-- Exercise directions --
A complete answer lists every line of the material where the string "EntityStatus" occurs.

-- Task input --
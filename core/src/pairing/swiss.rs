//! Swiss pairing (spec §4.3.3): a fixed round 1, then standings-driven
//! rematch-avoiding pairing on every later round, computed by the bracket
//! engine on round completion.

use std::collections::HashMap;

use crate::model::{FighterId, SeedingMethod};

use super::standings::{HeadToHead, StandingsEntry, rematch_count};
use super::{MatchPlan, PairingError, Shuffler, SlotSource, ceil_log2};

pub fn default_total_rounds(n: usize) -> u32 {
    ceil_log2(n)
}

/// round 1: participants[i] vs participants[n-1-i]; the middle fighter (odd
/// n) gets an auto-completed bye.
pub fn round1(
    participants: &[FighterId],
    seeding: SeedingMethod,
    shuffler: &mut impl Shuffler,
) -> Result<Vec<MatchPlan>, PairingError> {
    let mut participants = participants.to_vec();
    if seeding == SeedingMethod::Random {
        shuffler.shuffle(&mut participants);
    }
    let n = participants.len();
    if n < 2 {
        return Err(PairingError::TooFewParticipants { minimum: 2, found: n });
    }
    let mut matches = Vec::new();
    for i in 0..n / 2 {
        matches.push(MatchPlan::contested(
            SlotSource::Fighter(participants[i]),
            SlotSource::Fighter(participants[n - 1 - i]),
        ));
    }
    if n % 2 == 1 {
        matches.push(MatchPlan::bye(SlotSource::Fighter(participants[n / 2])));
    }
    Ok(matches)
}

/// sorts standings by (points desc, wins desc) per spec §4.3.3 step 3.
pub fn sort_standings(standings: &mut [StandingsEntry]) {
    standings.sort_by(|a, b| {
        b.points
            .partial_cmp(&a.points)
            .unwrap()
            .then(b.wins.cmp(&a.wins))
    });
}

/// greedy rematch-avoiding pairing over an already-sorted fighter list
/// (spec §4.3.3 step 4): for each unpaired fighter, take the next unpaired
/// fighter not yet faced; if none exists, relax the constraint and take the
/// next unpaired fighter. An odd trailing fighter gets a bye.
pub fn pair_round(
    sorted_desc: &[FighterId],
    history: &HashMap<(FighterId, FighterId), HeadToHead>,
) -> Vec<MatchPlan> {
    let mut unpaired: Vec<FighterId> = sorted_desc.to_vec();
    let mut matches = Vec::new();
    while !unpaired.is_empty() {
        let current = unpaired.remove(0);
        if unpaired.is_empty() {
            matches.push(MatchPlan::bye(SlotSource::Fighter(current)));
            break;
        }
        let idx = unpaired
            .iter()
            .position(|&opp| rematch_count(history, current, opp) == 0)
            .unwrap_or(0);
        let opponent = unpaired.remove(idx);
        matches.push(MatchPlan::contested(
            SlotSource::Fighter(current),
            SlotSource::Fighter(opponent),
        ));
    }
    matches
}

#[cfg(test)]
mod tests {
    use super::*;
    use crate::pairing::IdentityShuffler;
    use uuid::Uuid;

    #[test]
    fn odd_count_gives_middle_fighter_a_bye() {
        let ids: Vec<_> = (0..5).map(|_| Uuid::new_v4()).collect();
        let matches = round1(&ids, SeedingMethod::InputOrder, &mut IdentityShuffler).unwrap();
        assert_eq!(matches.len(), 3);
        let byes: Vec<_> = matches
            .iter()
            .filter(|m| m.kind == super::super::MatchPlanKind::Bye)
            .collect();
        assert_eq!(byes.len(), 1);
        assert_eq!(byes[0].slot_a, SlotSource::Fighter(ids[2]));
    }

    #[test]
    fn pairing_avoids_rematches_when_possible() {
        let a = Uuid::new_v4();
        let b = Uuid::new_v4();
        let c = Uuid::new_v4();
        let d = Uuid::new_v4();
        let mut history = HashMap::new();
        history.insert((a, b), HeadToHead { a_wins: 1, b_wins: 0, draws: 0 });
        history.insert((b, a), HeadToHead { a_wins: 0, b_wins: 1, draws: 0 });
        let matches = pair_round(&[a, b, c, d], &history);
        assert_eq!(matches.len(), 2);
        assert_eq!(matches[0].slot_a, SlotSource::Fighter(a));
        assert_eq!(matches[0].slot_b, SlotSource::Fighter(c));
    }
}
//! freestanding (non-bracket) match scheduling (spec §4.4 `createManualMatch`).

use chrono::Utc;

use crate::error::{entity_err, CoreError, CoreResult};
use crate::model::{EventId, FighterId, Match, MatchStatus, WeightClassId};
use crate::pairing::weight_aware::{is_weight_legal, match_weight_class, FighterAttrs};
use crate::storage::StoragePort;

use super::BracketEngine;

impl BracketEngine {
    pub async fn create_manual_match(
        &self,
        event_id: EventId,
        fighter_a: FighterId,
        fighter_b: FighterId,
        weight_class_id: Option<WeightClassId>,
    ) -> CoreResult<Match> {
        if fighter_a == fighter_b {
            return Err(CoreError::InvalidState(
                "a match cannot be scheduled against oneself".into(),
            ));
        }

        let entries = self
            .storage
            .list_checked_in_entries(event_id, None)
            .await
            .map_err(entity_err("entry"))?;
        let entry_a = entries.iter().find(|e| e.fighter_id == fighter_a).ok_or_else(|| {
            CoreError::InvalidState(format!("fighter {fighter_a} is not checked in"))
        })?;
        let entry_b = entries.iter().find(|e| e.fighter_id == fighter_b).ok_or_else(|| {
            CoreError::InvalidState(format!("fighter {fighter_b} is not checked in"))
        })?;

        let same_class =
            entry_a.weight_class_id.is_some() && entry_a.weight_class_id == entry_b.weight_class_id;
        if !same_class && !is_weight_legal(entry_a.snapshot_weight_lb, entry_b.snapshot_weight_lb) {
            return Err(CoreError::WeightMismatch(format!(
                "fighters {fighter_a} and {fighter_b} are outside the weight tolerance and not in the same class"
            )));
        }

        // spec §4.4: absent an explicit weight class, default to the
        // heavier fighter's class (same convention as §4.3.6 pairing).
        let attrs_a = FighterAttrs {
            weight_lb: entry_a.snapshot_weight_lb,
            weight_class_id: entry_a.weight_class_id,
            rating: 0.0,
        };
        let attrs_b = FighterAttrs {
            weight_lb: entry_b.snapshot_weight_lb,
            weight_class_id: entry_b.weight_class_id,
            rating: 0.0,
        };
        let resolved_class = weight_class_id.or_else(|| match_weight_class(&attrs_a, &attrs_b));

        let now = Utc::now();
        let m = Match {
            id: uuid::Uuid::new_v4(),
            event_id,
            bracket_round_id: None,
            slot_a: Some(fighter_a),
            slot_b: Some(fighter_b),
            weight_class_id: resolved_class,
            result: None,
            method: None,
            duration_seconds: None,
            status: MatchStatus::Ready,
            position: None,
            dependency_a: None,
            dependency_b: None,
            resolved_a: false,
            resolved_b: false,
            a_elo_change: None,
            b_elo_change: None,
            created_at: now,
            completed_at: None,
        };
        self.storage.insert_match(m.clone()).await.map_err(entity_err("match"))?;
        Ok(m)
    }
}

#[cfg(test)]
mod tests {
    use super::*;
    use crate::model::{BeltRank, EntityStatus, Entry, Fighter, RatingBook};
    use crate::storage::in_memory::InMemoryStorage;
    use std::sync::Arc;
    use uuid::Uuid;

    fn fighter(weight: u32) -> Fighter {
        Fighter {
            id: Uuid::new_v4(),
            display_name: "x".into(),
            belt_rank: BeltRank::Blue,
            body_weight_lb: Some(weight),
            primary_weight_class_id: None,
            ratings: RatingBook::reset_to_baseline(BeltRank::Blue),
            badges: vec![],
            status: EntityStatus::Active,
        }
    }

    fn entry(event_id: Uuid, fighter_id: Uuid, weight: u32) -> Entry {
        Entry {
            id: Uuid::new_v4(),
            event_id,
            fighter_id,
            weight_class_id: None,
            checked_in: true,
            snapshot_belt_rank: BeltRank::Blue,
            snapshot_weight_lb: Some(weight),
        }
    }

    #[tokio::test]
    async fn rejects_a_fighter_against_themself() {
        let storage = Arc::new(InMemoryStorage::new());
        let engine = BracketEngine::new(storage);
        let f = Uuid::new_v4();
        let err = engine
            .create_manual_match(Uuid::new_v4(), f, f, None)
            .await
            .unwrap_err();
        assert!(matches!(err, CoreError::InvalidState(_)));
    }

    #[tokio::test]
    async fn rejects_pairs_outside_weight_tolerance() {
        let storage = Arc::new(InMemoryStorage::new());
        let event_id = Uuid::new_v4();
        let a = fighter(150);
        let b = fighter(220);
        storage.seed_fighter(a.clone()).await;
        storage.seed_fighter(b.clone()).await;
        storage.seed_entry(entry(event_id, a.id, 150)).await;
        storage.seed_entry(entry(event_id, b.id, 220)).await;

        let engine = BracketEngine::new(storage);
        let err = engine.create_manual_match(event_id, a.id, b.id, None).await.unwrap_err();
        assert!(matches!(err, CoreError::WeightMismatch(_)));
    }

    #[tokio::test]
    async fn legal_pair_is_scheduled_ready() {
        let storage = Arc::new(InMemoryStorage::new());
        let event_id = Uuid::new_v4();
        let a = fighter(150);
        let b = fighter(160);
        storage.seed_fighter(a.clone()).await;
        storage.seed_fighter(b.clone()).await;
        storage.seed_entry(entry(event_id, a.id, 150)).await;
        storage.seed_entry(entry(event_id, b.id, 160)).await;

        let engine = BracketEngine::new(storage);
        let m = engine.create_manual_match(event_id, a.id, b.id, None).await.unwrap();
        assert_eq!(m.status, MatchStatus::Ready);
        assert!(m.both_slots_set());
    }

    #[tokio::test]
    async fn defaults_weight_class_to_the_heavier_fighter_when_not_supplied() {
        let storage = Arc::new(InMemoryStorage::new());
        let event_id = Uuid::new_v4();
        let lighter = fighter(150);
        let heavier = fighter(175);
        storage.seed_fighter(lighter.clone()).await;
        storage.seed_fighter(heavier.clone()).await;
        let lighter_class = Uuid::new_v4();
        let heavier_class = Uuid::new_v4();
        storage
            .seed_entry(Entry {
                id: Uuid::new_v4(),
                event_id,
                fighter_id: lighter.id,
                weight_class_id: Some(lighter_class),
                checked_in: true,
                snapshot_belt_rank: BeltRank::Blue,
                snapshot_weight_lb: Some(150),
            })
            .await;
        storage
            .seed_entry(Entry {
                id: Uuid::new_v4(),
                event_id,
                fighter_id: heavier.id,
                weight_class_id: Some(heavier_class),
                checked_in: true,
                snapshot_belt_rank: BeltRank::Blue,
                snapshot_weight_lb: Some(175),
            })
            .await;

        let engine = BracketEngine::new(storage);
        // passing fighter ids in (lighter, heavier) order, so a naive "first
        // argument's class" default would pick the wrong one.
        let m = engine
            .create_manual_match(event_id, lighter.id, heavier.id, None)
            .await
            .unwrap();
        assert_eq!(m.weight_class_id, Some(heavier_class));
    }
}
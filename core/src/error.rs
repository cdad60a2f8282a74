//! Error types surfaced by the tournament and rating engine.

use crate::pairing::PairingError;
use crate::utils::validation::ValidationErrors;
use thiserror::Error;
use uuid::Uuid;

/// Errors returned by the storage port.
#[derive(Debug, Error)]
pub enum DbError {
    /// entity not found
    #[error("entity not found")]
    NotFound,

    /// optimistic-lock version mismatch on update
    #[error("optimistic lock conflict")]
    OptimisticLockConflict,

    /// unique constraint violation, constraint name if known
    #[error("unique violation{0:?}")]
    UniqueViolation(Option<String>),

    /// connection, pool, or other backend error
    #[error(transparent)]
    Other(#[from] anyhow::Error),
}

pub type DbResult<T> = Result<T, DbError>;

/// Errors surfaced by the engine's public operations (spec §7).
#[derive(Debug, Error)]
pub enum CoreError {
    /// referenced entity missing
    #[error("not found: {0}")]
    NotFound(String),

    /// bracket generation requested with too few checked-in participants
    #[error("bracket requires at least {minimum} checked-in participants, found {found}")]
    TooFewParticipants { minimum: usize, found: usize },

    /// generate called on a bracket already generated
    #[error("bracket {0} has already been generated")]
    AlreadyGenerated(Uuid),

    /// invalid transition, e.g. undo on a match with no result
    #[error("invalid state: {0}")]
    InvalidState(String),

    /// manual pairing outside weight tolerance and different weight classes
    #[error("weight mismatch: {0}")]
    WeightMismatch(String),

    /// unknown format or invalid config value
    #[error("config error: {0}")]
    Config(String),

    /// field-level config validation failure
    #[error("config validation failed: {0}")]
    ConfigValidation(#[from] ValidationErrors),

    /// optimistic-lock conflict detected during propagation
    #[error("stale state: {0}")]
    StaleState(String),

    /// storage backend error
    #[error("storage error: {0}")]
    Db(#[from] DbError),
}

pub type CoreResult<T> = Result<T, CoreError>;

impl CoreError {
    pub fn is_stale(&self) -> bool {
        matches!(self, CoreError::StaleState(_))
            || matches!(self, CoreError::Db(DbError::OptimisticLockConflict))
    }
}

impl From<PairingError> for CoreError {
    fn from(value: PairingError) -> Self {
        match value {
            PairingError::TooFewParticipants { minimum, found } => {
                CoreError::TooFewParticipants { minimum, found }
            }
        }
    }
}

/// maps a storage-layer `DbError` into the engine's error kind, naming the
/// entity that was being looked up so `NotFound` messages stay useful.
pub(crate) fn entity_err(entity: &'static str) -> impl FnOnce(DbError) -> CoreError {
    move |e| match e {
        DbError::NotFound => CoreError::NotFound(entity.to_string()),
        other => CoreError::Db(other),
    }
}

-- Solution for this problem --
    use crate::model::{BeltRank, EntityStatus, Entry, Fighter, RatingBook};
            status: EntityStatus::Active,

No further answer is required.